Feature: Batswana employee witnesses Chinese firm's development
Xinhua, June 16, 2015 Adjust font size:
Forty-year old Batswana Saria Mmusi has worked for a Chinese company doing business in her country for over ten years. She was offered a gift by her Chinese employer last year -- a five-day trip with her husband to Beijing.
Her boss Nan Gengxu, owner of a construction company in Botswana, paid for everything of the journey and even arranged a driver and a translator for them.
"I like China so much, and I enjoyed every moment in China," Mmusi said, telling that they visited the Great Wall, the Forbidden City, the "Bird's Nest" National Stadium and other tourist attractions.
A secretary for Mr. Nan, Mmusi could still remember it was in 2009 -- the fifth year she worked with her boss -- that she was given the promise of this trip.
"During a get-together I held with my Chinese and local friends, he said to me, 'I like working with you, with appreciation for your commitments, and I am willing to work with you for many years.

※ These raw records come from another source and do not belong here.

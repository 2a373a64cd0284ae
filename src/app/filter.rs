//! Search filtering over a loaded collection.
//!
//! The filter is a pure derivation of `(collection, term) -> filtered collection`.
//! [`apply`] is the plain function; [`FilterEngine`] wraps it with a one-entry
//! memo keyed on the collection's identity and the normalized term, so
//! re-reading the list without changing either input does no work.
//!
//! # Matching Rules
//!
//! 1. **Normalize**: trim the term and lowercase it
//! 2. **Empty term**: every item matches (identity)
//! 3. **Substring** (default): the term occurs in the lowercased name or description
//! 4. **Fuzzy**: every whitespace-separated token fuzzy-matches the lowercased
//!    name or description (Skim algorithm)
//!
//! # Example
//!
//! ```rust
//! use medlist::app::filter::apply;
//! use medlist::domain::Medicine;
//!
//! let items = vec![Medicine::new("1", "Amoxicillin"), Medicine::new("2", "Paracetamol")];
//! let found = apply(&items, "  AMOX ");
//! assert_eq!(found.len(), 1);
//! assert_eq!(found[0].id, "1");
//! ```

use crate::domain::{Collection, Medicine};
use fuzzy_matcher::skim::SkimMatcherV2;
use fuzzy_matcher::FuzzyMatcher;
use serde::Deserialize;
use std::sync::Arc;

/// How a search term is matched against an item.
#[derive(Debug, Clone, Copy, Default, PartialEq, Eq, Deserialize)]
#[serde(rename_all = "lowercase")]
pub enum MatchMode {
    /// Case-insensitive substring of name or description.
    #[default]
    Substring,

    /// Case-insensitive fuzzy match of every token against name or description.
    Fuzzy,
}

impl std::str::FromStr for MatchMode {
    type Err = String;

    fn from_str(s: &str) -> Result<Self, Self::Err> {
        match s.trim().to_ascii_lowercase().as_str() {
            "substring" => Ok(Self::Substring),
            "fuzzy" => Ok(Self::Fuzzy),
            other => Err(format!("unknown match mode '{other}'")),
        }
    }
}

/// Trims and case-folds a search term.
#[must_use]
pub fn normalize_term(term: &str) -> String {
    term.trim().to_lowercase()
}

/// Returns the items whose name or description contains `term`, case-insensitively.
///
/// Source order is preserved. An empty or whitespace-only term returns every item.
#[must_use]
pub fn apply(collection: &[Medicine], term: &str) -> Vec<Medicine> {
    apply_with(collection, term, MatchMode::Substring)
}

/// Like [`apply`] with an explicit [`MatchMode`].
#[must_use]
pub fn apply_with(collection: &[Medicine], term: &str, mode: MatchMode) -> Vec<Medicine> {
    let needle = normalize_term(term);
    if needle.is_empty() {
        return collection.to_vec();
    }

    let matcher = Matcher::new(&needle, mode);
    collection
        .iter()
        .filter(|medicine| matcher.matches(medicine))
        .cloned()
        .collect()
}

/// A prepared term for one filtering pass.
struct Matcher<'a> {
    needle: &'a str,
    tokens: Vec<&'a str>,
    fuzzy: Option<SkimMatcherV2>,
}

impl<'a> Matcher<'a> {
    fn new(needle: &'a str, mode: MatchMode) -> Self {
        match mode {
            MatchMode::Substring => Self {
                needle,
                tokens: Vec::new(),
                fuzzy: None,
            },
            MatchMode::Fuzzy => Self {
                needle,
                tokens: needle.split_whitespace().collect(),
                fuzzy: Some(SkimMatcherV2::default()),
            },
        }
    }

    fn matches(&self, medicine: &Medicine) -> bool {
        let name = medicine.name.to_lowercase();
        let description = medicine.description_text().to_lowercase();

        match &self.fuzzy {
            None => name.contains(self.needle) || description.contains(self.needle),
            Some(fuzzy) => self.tokens.iter().all(|token| {
                fuzzy.fuzzy_match(&name, token).is_some()
                    || fuzzy.fuzzy_match(&description, token).is_some()
            }),
        }
    }
}

#[derive(Debug, Clone)]
struct CacheEntry {
    source: Collection,
    term: String,
    result: Collection,
}

/// Memoizing filter over a shared [`Collection`].
///
/// The memo holds the last `(collection pointer, normalized term)` pair and its
/// result. Asking again with the same `Arc` and an equivalent term returns the
/// cached `Arc` without recomputing; any other input recomputes and replaces the
/// memo. The result never depends on memo state.
#[derive(Debug, Clone, Default)]
pub struct FilterEngine {
    mode: MatchMode,
    cache: Option<CacheEntry>,
}

impl FilterEngine {
    #[must_use]
    pub const fn new(mode: MatchMode) -> Self {
        Self { mode, cache: None }
    }

    #[must_use]
    pub const fn mode(&self) -> MatchMode {
        self.mode
    }

    /// Changes the match mode and drops the memo.
    pub fn set_mode(&mut self, mode: MatchMode) {
        if self.mode != mode {
            self.mode = mode;
            self.cache = None;
        }
    }

    /// Returns the filtered view of `collection` for `term`.
    ///
    /// An empty term yields `collection` itself (same `Arc`).
    pub fn filtered(&mut self, collection: &Collection, term: &str) -> Collection {
        let term = normalize_term(term);
        if term.is_empty() {
            return Arc::clone(collection);
        }

        if let Some(entry) = &self.cache {
            if Arc::ptr_eq(&entry.source, collection) && entry.term == term {
                tracing::trace!("filter memo hit");
                return Arc::clone(&entry.result);
            }
        }

        let _span = tracing::debug_span!("apply_search_filter",
            total = collection.len(),
            term_len = term.len(),
            mode = ?self.mode
        )
        .entered();

        let result: Collection = apply_with(collection, &term, self.mode).into();
        tracing::debug!(filtered_count = result.len(), "search filter applied");

        self.cache = Some(CacheEntry {
            source: Arc::clone(collection),
            term,
            result: Arc::clone(&result),
        });
        result
    }
}

#[cfg(test)]
mod tests {
    use super::*;

    fn medicine(id: &str, name: &str, description: &str) -> Medicine {
        Medicine {
            description: Some(description.to_string()),
            ..Medicine::new(id, name)
        }
    }

    fn sample() -> Vec<Medicine> {
        vec![
            medicine("1", "Amoxicillin", "Used to treat infections such as ear infections"),
            medicine("2", "Paracetamol", "Used to alleviate mild to moderate pain"),
            medicine("3", "Ibuprofen", "Anti-inflammatory pain relief"),
            Medicine::new("4", "Antifungal"),
        ]
    }

    #[test]
    fn test_empty_term_is_identity() {
        let items = sample();
        assert_eq!(apply(&items, ""), items);
        assert_eq!(apply(&items, "   "), items);
    }

    #[test]
    fn test_matches_name_case_insensitive() {
        let found = apply(&sample(), "amox");
        assert_eq!(found.len(), 1);
        assert_eq!(found[0].name, "Amoxicillin");

        assert_eq!(apply(&sample(), "AMOXICILLIN").len(), 1);
    }

    #[test]
    fn test_matches_description() {
        let ids: Vec<_> = apply(&sample(), "PAIN").into_iter().map(|m| m.id).collect();
        assert_eq!(ids, vec!["2", "3"]);
    }

    #[test]
    fn test_no_match_yields_empty() {
        assert!(apply(&sample(), "xyz").is_empty());
    }

    #[test]
    fn test_empty_collection_yields_empty() {
        assert!(apply(&[], "amox").is_empty());
        assert!(apply(&[], "").is_empty());
    }

    #[test]
    fn test_result_is_ordered_subset() {
        let items = sample();
        let term = "in";
        let found = apply(&items, term);

        let mut cursor = items.iter();
        for item in &found {
            assert!(
                item.name.to_lowercase().contains(term)
                    || item.description_text().to_lowercase().contains(term)
            );
            assert!(cursor.any(|candidate| candidate == item), "order or membership broken");
        }
    }

    #[test]
    fn test_fuzzy_mode_matches_scattered_letters() {
        let found = apply_with(&sample(), "amxcln", MatchMode::Fuzzy);
        assert_eq!(found.len(), 1);
        assert_eq!(found[0].id, "1");

        assert!(apply_with(&sample(), "amxcln", MatchMode::Substring).is_empty());
    }

    #[test]
    fn test_fuzzy_mode_requires_every_token() {
        let found = apply_with(&sample(), "para pain", MatchMode::Fuzzy);
        assert_eq!(found.len(), 1);
        assert_eq!(found[0].id, "2");
    }

    #[test]
    fn test_match_mode_from_str() {
        assert_eq!("Fuzzy".parse::<MatchMode>().unwrap(), MatchMode::Fuzzy);
        assert_eq!("substring".parse::<MatchMode>().unwrap(), MatchMode::Substring);
        assert!("regex".parse::<MatchMode>().is_err());
    }

    #[test]
    fn test_engine_memoizes_on_identity_and_term() {
        let mut engine = FilterEngine::default();
        let collection: Collection = sample().into();

        let first = engine.filtered(&collection, "amox");
        let second = engine.filtered(&collection, " AMOX ");
        assert!(Arc::ptr_eq(&first, &second));

        let other_term = engine.filtered(&collection, "pain");
        assert!(!Arc::ptr_eq(&first, &other_term));
    }

    #[test]
    fn test_engine_recomputes_for_new_collection() {
        let mut engine = FilterEngine::default();
        let old: Collection = sample().into();
        let new: Collection = sample()[..1].to_vec().into();

        let before = engine.filtered(&old, "pain");
        let after = engine.filtered(&new, "pain");

        assert_eq!(before.len(), 2);
        assert!(after.is_empty());
    }

    #[test]
    fn test_engine_empty_term_returns_same_collection() {
        let mut engine = FilterEngine::new(MatchMode::Fuzzy);
        let collection: Collection = sample().into();
        assert!(Arc::ptr_eq(&engine.filtered(&collection, ""), &collection));
    }

    #[test]
    fn test_engine_set_mode_drops_memo() {
        let mut engine = FilterEngine::default();
        let collection: Collection = sample().into();

        assert!(engine.filtered(&collection, "amxcln").is_empty());
        engine.set_mode(MatchMode::Fuzzy);
        assert_eq!(engine.filtered(&collection, "amxcln").len(), 1);
    }
}
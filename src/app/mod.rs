//! Application layer coordinating state, events, and actions.
//!
//! This module sits between presenters (the CLI, or any UI) and the data
//! sources. It implements the fetch/filter lifecycle shared by every list
//! screen as one reusable controller.
//!
//! # Architecture
//!
//! The application layer follows a unidirectional data flow pattern:
//!
//! ```text
//! Presenter → Events → Event Handler → State Mutations → Actions → DataSource
//!                           ↑                                         ↓
//!                           └──────── Fetch Outcomes ─────────────────┘
//! ```
//!
//! # Modules
//!
//! - [`actions`]: Side effect commands emitted by the event handler
//! - [`controller`]: Async driver executing actions and publishing snapshots
//! - [`debounce`]: Quiet-period gate for search input
//! - [`filter`]: Search matching and the memoizing filter engine
//! - [`handler`]: Event processing logic and state transitions
//! - [`modes`]: Why a fetch was started
//! - [`state`]: Fetch lifecycle, list state, and snapshot computation
//!
//! # Example
//!
//! ```rust
//! use medlist::app::{handle_event, Event, ListState};
//!
//! let mut state = ListState::default();
//! let (changed, actions) = handle_event(&mut state, &Event::Refresh);
//! assert!(changed);
//! assert_eq!(actions.len(), 1);
//! ```

pub mod actions;
pub mod controller;
pub mod debounce;
pub mod filter;
pub mod handler;
pub mod modes;
pub mod state;

pub use actions::Action;
pub use controller::ListController;
pub use debounce::{Debouncer, DEFAULT_DEBOUNCE};
pub use filter::{FilterEngine, MatchMode};
pub use handler::{handle_event, Event};
pub use modes::FetchMode;
pub use state::{FetchFailure, FetchState, ListSnapshot, ListState};
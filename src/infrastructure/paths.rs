//! Platform path resolution for configuration and log files.
//!
//! Directories come from `directories::ProjectDirs`, so they follow the
//! platform convention (`~/.config/medlist` and `~/.local/share/medlist` on
//! Linux). When no home directory can be determined, paths fall back to a
//! `.medlist` directory under the current working directory.

use std::path::{Path, PathBuf};

const APP_NAME: &str = "medlist";
const FALLBACK_DIR: &str = ".medlist";

/// Name of the configuration file inside [`config_dir`].
pub const CONFIG_FILE_NAME: &str = "config.toml";

/// Name of the log file inside [`data_dir`].
pub const LOG_FILE_NAME: &str = "medlist.log";

fn project_dirs() -> Option<directories::ProjectDirs> {
    directories::ProjectDirs::from("", "", APP_NAME)
}

/// Returns the configuration directory.
#[must_use]
pub fn config_dir() -> PathBuf {
    project_dirs().map_or_else(
        || PathBuf::from(FALLBACK_DIR),
        |dirs| dirs.config_dir().to_path_buf(),
    )
}

/// Returns the data directory, where logs are written by default.
#[must_use]
pub fn data_dir() -> PathBuf {
    project_dirs().map_or_else(
        || PathBuf::from(FALLBACK_DIR),
        |dirs| dirs.data_dir().to_path_buf(),
    )
}

/// Returns the default configuration file path.
///
/// ```
/// use medlist::infrastructure::paths::default_config_file;
///
/// assert!(default_config_file().ends_with("config.toml"));
/// ```
#[must_use]
pub fn default_config_file() -> PathBuf {
    config_dir().join(CONFIG_FILE_NAME)
}

/// Returns the default log file path.
#[must_use]
pub fn default_log_file() -> PathBuf {
    data_dir().join(LOG_FILE_NAME)
}

/// Expands a leading `~` to the user's home directory.
///
/// Paths without a leading tilde, or when no home directory is known, are
/// returned unchanged.
///
/// ```
/// use medlist::infrastructure::paths::expand_tilde;
/// use std::path::PathBuf;
///
/// assert_eq!(expand_tilde("/var/log/medlist.log"), PathBuf::from("/var/log/medlist.log"));
/// ```
#[must_use]
pub fn expand_tilde(path: impl AsRef<Path>) -> PathBuf {
    let path = path.as_ref();
    let Ok(rest) = path.strip_prefix("~") else {
        return path.to_path_buf();
    };

    match directories::BaseDirs::new() {
        Some(base) => base.home_dir().join(rest),
        None => path.to_path_buf(),
    }
}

If you work with me for ten years, I'll give you and your husband a ticket to China,'" Mmsui recalled.
Mmsui said she had never thought she would have the chance to go abroad, not to say a far away continent, but Nan made it true, the person who she said "changed her life".
"I like working with him. He is like a brother to me. We are working as a true team," she said.
Mmsui said she is a witness of the growth her Chinese boss's business in the African nation.
"I started working with Nan when his business here was in the early stage. I witnessed the formation of his business, to set up the company. It was also me who registered the name 'Miles' for the company," she said.
Initially, Nan was renting a place for business, Mmsui said, but now the Chinese businessman has had his own building.
"We have been together through tick and thin," Mmusi said.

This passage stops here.